**Your task**
Find the line with "async fn main()" and the line with "use crate::config::RunConfig;" in the entries below; output exactly those two lines, every line between them, and no others.

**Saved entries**
---------------

type Result<T> = color_eyre::eyre::Result<T>;

mod sample;

use std::process::ExitCode;
use tracing::debug;
use tracing_subscriber::{fmt, prelude::*, EnvFilter};

#[tokio::main]
async fn main() -> Result<ExitCode> {
    // Initialize error handling and logging
    color_eyre::install()?;

    // Verdict lines own stdout, so logs go to stderr. An isolated child's
    // stderr is the test's output sink and stays free of runner logs.
    if !testfw::child::is_isolated_child() {
        tracing_subscriber::registry()
            .with(fmt::layer().with_writer(std::io::stderr))
            .with(EnvFilter::from_default_env())
            .init();
    }

    debug!("testfw starting");

    let symbols = sample::symbols();
    let code = testfw::cli::main(&symbols).await?;

    debug!("testfw exiting with status {}", code);
    Ok(ExitCode::from(code))
}
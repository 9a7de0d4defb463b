use super::Result;
use crate::config::RunConfig;
use crate::executor::IsolatedRun;
use crate::outcome::{TerminationRecord, TIMEOUT_SENTINEL};
use std::time::Duration;
use tokio::time::{timeout_at, Instant};
use tracing::{debug, warn};

/// Bounds the wall-clock time of isolated runs.
///
/// The wait for a child is raced against a deadline counted from the child's
/// creation, so a run that is awaited late still gets exactly its limit. The
/// deadline only exists once the child does, so expiry always has a process
/// to kill. On
/// expiry the child's group is killed and reaped, and the run is recorded as
/// having exited with the timeout sentinel whatever the OS reported.
#[derive(Debug, Clone, Copy)]
pub struct TimeoutSupervisor {
    limit: Option<Duration>,
}

impl TimeoutSupervisor {
    pub fn new(limit: Option<Duration>) -> Self {
        Self { limit }
    }

    pub fn from_config(config: &RunConfig) -> Self {
        Self::new(config.time_limit())
    }

    pub fn limit(&self) -> Option<Duration> {
        self.limit
    }

    /// Waits for `run` under the time limit, then closes its output.
    ///
    /// Returns the termination record and the time from creation to
    /// termination of the child.
    pub async fn supervise(&self, run: &mut IsolatedRun<'_>) -> Result<(TerminationRecord, Duration)> {
        let record = match self.limit {
            None => self.natural(run).await?,
            Some(limit) => {
                let deadline = Instant::from_std(run.started() + limit);
                match timeout_at(deadline, self.natural(run)).await {
                    Ok(record) => record?,
                    Err(_) => {
                        warn!(
                            "{} exceeded time limit of {:?}",
                            run.test().full_name(),
                            limit
                        );
                        run.force_kill().await?;
                        TerminationRecord::timeout()
                    }
                }
            }
        };
        let elapsed = run.elapsed();
        debug!(
            "{} terminated after {:?}: {:?}",
            run.test().full_name(),
            elapsed,
            record
        );
        let record = run.finish(record).await?;
        Ok((record, elapsed))
    }

    /// Waits for the child to end on its own.
    async fn natural(&self, run: &mut IsolatedRun<'_>) -> Result<TerminationRecord> {
        let record = run.wait().await?;
        if record == TerminationRecord::ExitedWith(TIMEOUT_SENTINEL) {
            warn!(
                "{} exited with the reserved timeout code",
                run.test().full_name()
            );
        }
        Ok(record)
    }
}
//! Integration testing framework for the testfw binary
//!
//! The harness drives the compiled `testfw` binary and its sample suites,
//! then inspects verdict lines and exit status.

pub mod scenarios;

// Re-export commonly used types for convenience
pub use infrastructure::{ProcessTestHarness, RunOutput, Verdict};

---------------

**Output**
async fn main() -> Result<ExitCode> {
    // Initialize error handling and logging
    color_eyre::install()?;

    // Verdict lines own stdout, so logs go to stderr. An isolated child's
    // stderr is the test's output sink and stays free of runner logs.
    if !testfw::child::is_isolated_child() {
        tracing_subscriber::registry()
            .with(fmt::layer().with_writer(std::io::stderr))
            .with(EnvFilter::from_default_env())
            .init();
    }

    debug!("testfw starting");

    let symbols = sample::symbols();
    let code = testfw::cli::main(&symbols).await?;

    debug!("testfw exiting with status {}", code);
    Ok(ExitCode::from(code))
}
repository 9a7de0d4defb463b
use super::Result;
use crate::config::RunConfig;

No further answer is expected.